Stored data
=== Section Start ===

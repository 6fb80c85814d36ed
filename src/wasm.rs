//! Expose diffing of string lists to WebAssembly.
use wasm_bindgen::prelude::*;

use crate::{ChangeStep, ordering::for_batch_update};

#[global_allocator]
static ALLOC: wee_alloc::WeeAlloc<'_> = wee_alloc::WeeAlloc::INIT;

/// Changes turning `old` into `new`, ordered so that they can be applied one
/// by one to a copy of `old`.
#[wasm_bindgen(js_name = diffStrings)]
#[must_use]
pub fn diff_strings(old: Vec<String>, new: Vec<String>) -> Vec<JsChangeStep> {
    set_panic_hook();

    crate::changes_by_value(&old, &new)
        .into_iter()
        .map(JsChangeStep::from)
        .collect()
}

/// Changes turning `old` into `new`, ordered for a grouped list view update:
/// updates, then deletions against `old`, then insertions against `new`.
#[wasm_bindgen(js_name = diffStringsForBatchUpdate)]
#[must_use]
pub fn diff_strings_for_batch_update(old: Vec<String>, new: Vec<String>) -> Vec<JsChangeStep> {
    set_panic_hook();

    for_batch_update(crate::unordered_changes_by_value(&old, &new))
        .into_iter()
        .map(JsChangeStep::from)
        .collect()
}

fn set_panic_hook() {
    // https://github.com/rustwasm/console_error_panic_hook#readme
    #[cfg(feature = "console_error_panic_hook")]
    console_error_panic_hook::set_once();
}

#[wasm_bindgen]
#[derive(Debug, Clone, Copy, PartialEq, Eq)]
pub enum ChangeKind {
    Insert,
    Delete,
    Move,
    Update,
}

/// Wrapper type to expose a flat `ChangeStep` over strings to JS.
#[wasm_bindgen]
#[derive(Debug, Clone, PartialEq, Eq)]
pub struct JsChangeStep {
    kind: ChangeKind,
    item: String,
    index: usize,
    target: Option<usize>,
}

#[wasm_bindgen]
impl JsChangeStep {
    #[must_use]
    pub fn kind(&self) -> ChangeKind { self.kind }

    #[must_use]
    pub fn item(&self) -> String { self.item.clone() }

    /// Position the step refers to; the origin for moves.
    #[must_use]
    pub fn index(&self) -> usize { self.index }

    /// Destination of a move, `undefined` for every other kind.
    #[must_use]
    pub fn target(&self) -> Option<usize> { self.target }
}

impl From<ChangeStep<String, usize>> for JsChangeStep {
    fn from(step: ChangeStep<String, usize>) -> Self {
        let (kind, target) = match step {
            ChangeStep::Insert { .. } => (ChangeKind::Insert, None),
            ChangeStep::Delete { .. } => (ChangeKind::Delete, None),
            ChangeStep::Move { to, .. } => (ChangeKind::Move, Some(to)),
            ChangeStep::Update { .. } => (ChangeKind::Update, None),
        };
        let index = *step.index();

        JsChangeStep {
            kind,
            item: step.into_item(),
            index,
            target,
        }
    }
}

=== Section End ===

Task item:
Could every record be printed again exactly as it reads?

Answer for the task:
repository 6fb80c85814d36ed
filename src/wasm.rs
//! Expose diffing of string lists to WebAssembly.
use wasm_bindgen::prelude::*;

use crate::{ChangeStep, ordering::for_batch_update};

#[global_allocator]
static ALLOC: wee_alloc::WeeAlloc<'_> = wee_alloc::WeeAlloc::INIT;

/// Changes turning `old` into `new`, ordered so that they can be applied one
/// by one to a copy of `old`.
#[wasm_bindgen(js_name = diffStrings)]
#[must_use]
pub fn diff_strings(old: Vec<String>, new: Vec<String>) -> Vec<JsChangeStep> {
    set_panic_hook();

    crate::changes_by_value(&old, &new)
        .into_iter()
        .map(JsChangeStep::from)
        .collect()
}

/// Changes turning `old` into `new`, ordered for a grouped list view update:
/// updates, then deletions against `old`, then insertions against `new`.
#[wasm_bindgen(js_name = diffStringsForBatchUpdate)]
#[must_use]
pub fn diff_strings_for_batch_update(old: Vec<String>, new: Vec<String>) -> Vec<JsChangeStep> {
    set_panic_hook();

    for_batch_update(crate::unordered_changes_by_value(&old, &new))
        .into_iter()
        .map(JsChangeStep::from)
        .collect()
}

fn set_panic_hook() {
    // https://github.com/rustwasm/console_error_panic_hook#readme
    #[cfg(feature = "console_error_panic_hook")]
    console_error_panic_hook::set_once();
}

#[wasm_bindgen]
#[derive(Debug, Clone, Copy, PartialEq, Eq)]
pub enum ChangeKind {
    Insert,
    Delete,
    Move,
    Update,
}

/// Wrapper type to expose a flat `ChangeStep` over strings to JS.
#[wasm_bindgen]
#[derive(Debug, Clone, PartialEq, Eq)]
pub struct JsChangeStep {
    kind: ChangeKind,
    item: String,
    index: usize,
    target: Option<usize>,
}

#[wasm_bindgen]
impl JsChangeStep {
    #[must_use]
    pub fn kind(&self) -> ChangeKind { self.kind }

    #[must_use]
    pub fn item(&self) -> String { self.item.clone() }

    /// Position the step refers to; the origin for moves.
    #[must_use]
    pub fn index(&self) -> usize { self.index }

    /// Destination of a move, `undefined` for every other kind.
    #[must_use]
    pub fn target(&self) -> Option<usize> { self.target }
}

impl From<ChangeStep<String, usize>> for JsChangeStep {
    fn from(step: ChangeStep<String, usize>) -> Self {
        let (kind, target) = match step {
            ChangeStep::Insert { .. } => (ChangeKind::Insert, None),
            ChangeStep::Delete { .. } => (ChangeKind::Delete, None),
            ChangeStep::Move { to, .. } => (ChangeKind::Move, Some(to)),
            ChangeStep::Update { .. } => (ChangeKind::Update, None),
        };
        let index = *step.index();

        JsChangeStep {
            kind,
            item: step.into_item(),
            index,
            target,
        }
    }
}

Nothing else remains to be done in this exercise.